West Texas Intermediate crude headed for the biggest weekly gain since July as the U.S.jobless rate dropped to a five-year low, bolstering the outlook for economic growth in the world’s biggest fuel-consuming nation.
Futures are headed for a 5.2 percent weekly advance. The Labor Department reported today that the unemployment rate fell to 7 percent in November. Consumer confidence rose more than forecast in December to the most in five months. Government data on Dec. 4 showed that U.S. crude supplies fell for the first time in 11 weeks as fuel demand increased.

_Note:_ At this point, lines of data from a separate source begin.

//! Segment kinds of a binary metadata backup.

use std::fmt;

/// Kind of metadata held by a segment.
///
/// Each kind appears at most once in a container. The one-byte tag is
/// written into every segment record; the name is used in the footer index
/// and in reports.
#[derive(Debug, Clone, Copy, PartialEq, Eq, Hash, PartialOrd, Ord)]
pub enum SegmentKind {
    /// Volume format (settings).
    Format,
    /// Global counters.
    Counter,
    /// Sustained (open but unlinked) inodes.
    Sustained,
    /// Files pending deletion.
    DelFile,
    /// Slice reference counts.
    SliceRef,
    /// Access control lists.
    Acl,
    /// Extended attributes.
    Xattr,
    /// Directory quotas.
    Quota,
    /// Directory usage statistics.
    Stat,
    /// Inode attributes.
    Node,
    /// File chunks.
    Chunk,
    /// Directory entries.
    Edge,
    /// Hard link parents.
    Parent,
    /// Symlink targets.
    Symlink,
}

impl SegmentKind {
    /// Every kind, in tag order.
    pub const ALL: [Self; 14] = [
        Self::Format,
        Self::Counter,
        Self::Sustained,
        Self::DelFile,
        Self::SliceRef,
        Self::Acl,
        Self::Xattr,
        Self::Quota,
        Self::Stat,
        Self::Node,
        Self::Chunk,
        Self::Edge,
        Self::Parent,
        Self::Symlink,
    ];

    /// Returns the on-disk tag.
    #[must_use]
    pub const fn tag(self) -> u8 {
        match self {
            Self::Format => 1,
            Self::Counter => 2,
            Self::Sustained => 3,
            Self::DelFile => 4,
            Self::SliceRef => 5,
            Self::Acl => 6,
            Self::Xattr => 7,
            Self::Quota => 8,
            Self::Stat => 9,
            Self::Node => 10,
            Self::Chunk => 11,
            Self::Edge => 12,
            Self::Parent => 13,
            Self::Symlink => 14,
        }
    }

    /// Looks a kind up by tag.
    #[must_use]
    pub fn from_tag(tag: u8) -> Option<Self> {
        Self::ALL.into_iter().find(|kind| kind.tag() == tag)
    }

    /// Returns the segment name used in the footer index.
    #[must_use]
    pub const fn name(self) -> &'static str {
        match self {
            Self::Format => "format",
            Self::Counter => "counter",
            Self::Sustained => "sustained",
            Self::DelFile => "delFile",
            Self::SliceRef => "sliceRef",
            Self::Acl => "acl",
            Self::Xattr => "xattr",
            Self::Quota => "quota",
            Self::Stat => "stat",
            Self::Node => "node",
            Self::Chunk => "chunk",
            Self::Edge => "edge",
            Self::Parent => "parent",
            Self::Symlink => "symlink",
        }
    }

    /// Looks a kind up by name.
    #[must_use]
    pub fn from_name(name: &str) -> Option<Self> {
        Self::ALL.into_iter().find(|kind| kind.name() == name)
    }
}

impl fmt::Display for SegmentKind {
    fn fmt(&self, f: &mut fmt::Formatter<'_>) -> fmt::Result {
        f.write_str(self.name())
    }
}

“These were spectacular jobs numbers and will ultimately be supportive for energy prices,” saidJohn Kilduff, a partner at Again Capital LLC, a New York-based hedge fund that focuses on energy. “We’ve already seen demand pick up, and this is a signal that it will be stronger going ahead.”

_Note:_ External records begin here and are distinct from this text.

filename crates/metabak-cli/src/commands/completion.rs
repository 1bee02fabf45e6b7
//! Shell completion generation command.

use crate::cli::Cli;
use clap::CommandFactory;
use clap_complete::Shell;
use std::io;

/// Generates shell completions for the specified shell.
///
/// # Arguments
///
/// * `shell` - Target shell (bash, zsh, fish, powershell, elvish)
pub fn execute(shell: Shell) {
    let mut cmd = Cli::command();
    clap_complete::generate(shell, &mut cmd, "metabak", &mut io::stdout());
}

#[cfg(test)]
mod tests {
    use super::*;

    #[test]
    fn test_completion_generation() {
        for shell in [
            Shell::Bash,
            Shell::Zsh,
            Shell::Fish,
            Shell::PowerShell,
            Shell::Elvish,
        ] {
            let mut cmd = Cli::command();
            let mut output = Vec::new();
            clap_complete::generate(shell, &mut cmd, "metabak", &mut output);
            let script = String::from_utf8_lossy(&output);
            assert!(script.contains("metabak"), "no completions for {shell:?}");
        }
    }
}
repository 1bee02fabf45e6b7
//! Output formatting module.

mod formatter;
mod human;
mod json;

pub use formatter::OutputFormatter;

use human::HumanFormatter;
use json::JsonFormatter;

/// Creates an output formatter based on CLI flags
pub fn create_formatter(json: bool, verbose: bool, quiet: bool) -> Box<dyn OutputFormatter> {
    if json {
        Box::new(JsonFormatter)
    } else {
        Box::new(HumanFormatter::new(verbose, quiet))
    }
}
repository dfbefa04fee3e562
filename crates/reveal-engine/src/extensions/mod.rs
// extensions/mod.rs
//
// Decorative timing helpers. Pure functions of elapsed time, so the browser
// bridge only has to sample them from its frame loop.

pub mod easing;
pub mod entrance;
pub mod typewriter;

pub use easing::{Easing, lerp, ease};
pub use entrance::{EntranceFrame, EntrancePlan};
pub use typewriter::Typewriter;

WTI for January delivery rose 20 cents, or 0.2 percent, to $97.58 a barrel at 10:58 a.m. on theNew York Mercantile Exchange. The contract touched $98.07, the highest intraday price since Oct. 29. The volume of all futures traded was 14 percent below the 100-day average.
Brent for January settlement increased 36 cents, or 0.3 percent, to $111.34 a barrel on the London-based ICE Futures Europe exchange. Volume was 31 percent below the average.

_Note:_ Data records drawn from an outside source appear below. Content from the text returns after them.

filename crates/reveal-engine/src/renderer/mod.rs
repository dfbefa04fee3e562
pub mod traits;

pub use traits::{PageRenderer, ConfettiRenderer, ConfettiSprite};
use gloo::events::EventListener;
use gloo::timers::callback::{Interval, Timeout};
use reveal_engine::{render_view, Command, Phase, RevealConfig, RevealController, RevealError, RevealEvent, ViewModel};
use wasm_bindgen_futures::spawn_local;

#[cfg(feature = "confetti")]
use crate::confetti::{CanvasSurface, ConfettiLayer};
use crate::dom::{self, DomPage};
use crate::frame::FrameLoop;
use crate::{entrance, http, typewriter};

/// Routes an event back into the page's runner from a timer, a listener or
/// a finished request.
pub type Dispatch = fn(RevealEvent);

/// Owns the controller and every browser resource acting on its behalf.
///
/// wasm-bindgen cannot hand a `&mut` across callbacks, so `lib.rs` keeps the
/// runner in a `thread_local!` and callbacks re-enter through [`Dispatch`].
/// Dropping the runner stops its ticker, loops, timeout and listener.
pub struct RevealRunner {
    controller: RevealController,
    page: DomPage,
    /// The view last pushed to the page.
    shown: Option<ViewModel>,
    dispatch: Dispatch,
    ticker: Option<Interval>,
    #[cfg(feature = "confetti")]
    confetti: Option<ConfettiLayer>,
    entrance: Option<FrameLoop>,
    _title: Option<FrameLoop>,
    flash: Option<Timeout>,
    _restart_click: Option<EventListener>,
}

impl RevealRunner {
    /// Locate the page elements and draw the sealed countdown.
    pub fn mount(config: RevealConfig, dispatch: Dispatch) -> Result<Self, RevealError> {
        let window = web_sys::window().ok_or_else(|| RevealError::Dom("no window".into()))?;
        let document = window
            .document()
            .ok_or_else(|| RevealError::Dom("no document".into()))?;
        dom::install_flash_keyframes(&document)?;
        let page = DomPage::locate(document.clone())?;

        #[cfg(feature = "confetti")]
        let confetti = match CanvasSurface::attach(window, &document) {
            Ok(surface) => Some(ConfettiLayer::new(config.seed, surface)),
            Err(err) => {
                log::warn!("confetti disabled: {err}");
                None
            }
        };

        let title = typewriter::play(&document, &config);
        let restart_click = match page.restart_button() {
            Some(button) => Some(EventListener::new(button, "click", move |_| {
                dispatch(RevealEvent::RestartRequested)
            })),
            None => {
                log::warn!("no #{} on the page, restart only via reveal_restart()", dom::RESTART_BUTTON_ID);
                None
            }
        };

        let mut runner = Self {
            controller: RevealController::new(config),
            page,
            shown: None,
            dispatch,
            ticker: None,
            #[cfg(feature = "confetti")]
            confetti,
            entrance: None,
            _title: title,
            flash: None,
            _restart_click: restart_click,
        };
        runner.render();
        Ok(runner)
    }

    /// Feed one event, update the page, then carry out the resulting commands.
    pub fn dispatch(&mut self, event: RevealEvent) {
        self.controller.handle(event);
        self.render();
        for command in self.controller.drain_commands() {
            self.execute(command);
        }
    }

    pub fn phase(&self) -> Phase {
        self.controller.phase()
    }

    pub fn seconds_remaining(&self) -> u32 {
        self.controller.countdown().seconds_remaining()
    }

    fn render(&mut self) {
        let view = ViewModel::from_controller(&self.controller);
        render_view(&view, self.shown.as_ref(), &mut self.page);
        self.shown = Some(view);

        let fresh = self.page.take_fresh_cards();
        if !fresh.is_empty() {
            let plan = entrance::plan_from(self.controller.config());
            self.entrance = entrance::play(plan, fresh);
        }
    }

    fn execute(&mut self, command: Command) {
        log::debug!("runner: {command:?}");
        let dispatch = self.dispatch;
        let config = self.controller.config();
        match command {
            Command::StartTicker => {
                // At most one interval: the old one is cancelled first.
                self.ticker = None;
                self.ticker = Some(Interval::new(config.tick_interval_ms, move || {
                    dispatch(RevealEvent::Tick)
                }));
            }
            Command::StopTicker => {
                self.ticker = None;
            }
            Command::FetchResults => {
                let url = config.results_url.clone();
                spawn_local(async move {
                    let outcome = http::fetch_results(&url).await;
                    dispatch(RevealEvent::ResultsArrived(outcome));
                });
            }
            Command::PostRestart => {
                let url = config.restart_url.clone();
                spawn_local(async move {
                    let outcome = http::post_restart(&url).await;
                    dispatch(RevealEvent::RestartFinished(outcome));
                });
            }
            Command::LaunchConfetti => {
                #[cfg(feature = "confetti")]
                {
                    let count = config.burst_size;
                    if let Some(layer) = self.confetti.as_mut() {
                        layer.launch(count);
                    }
                }
            }
            Command::Flash => {
                self.flash = self.page.flash(config.flash_duration_ms);
            }
            Command::ClearEffects => {
                #[cfg(feature = "confetti")]
                {
                    if let Some(layer) = self.confetti.as_mut() {
                        layer.clear();
                    }
                }
                self.entrance = None;
                self.flash = None;
                self.page.clear_flash();
            }
        }
    }
}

The European benchmark crude traded at a $13.76 premium to WTI. The spread was $13.60 yesterday, the narrowest based on closing prices since Nov. 19.
Payrolls rose 203,000 last month after a revised 200,000 advance in October. The median forecast of 89 economists surveyed by Bloomberg called for a 185,000 advance.
“When people are working, they drive more,” said Bill O’Grady, chief market strategist at Confluence Investment Management in St. Louis, which oversees $1.4 billion. “The miles driven will increase, which will be supportive for gasoline demand.”
The Thomson Reuters/University of Michigan preliminary December consumer sentiment index rose to 82.5, the strongest since July, from 75.1 in November. Economists forecast an increase to 76, according to the median estimate in a Bloomberg survey.
Futures fell earlier on concern that improving economic data will spur the Federal Reserve to curb its stimulus program. In a Bloomberg Global Poll Nov. 19, four of five investors said they expected the Fed to put off a decision to start cutting its $85 billion-a-month in bond buying until March 2014 or later. The Federal Open Market Committee meets Dec. 17-18.
U.S. gross domestic product grew in the third quarter at a 3.6 percent annualized rate, the strongest level since the first three months of 2012, the Labor Department reported yesterday. It exceeded a median forecast of 3.1 percent in a Bloomberg survey. As the world’s largest oil consumer, the U.S. will account for about 21 percent of global demand this year, according to the Paris-based International Energy Agency.
“This increases the likelihood that loose monetary policy will soon come to an end and the Fed will curtail bond purchases,” Kilduff said.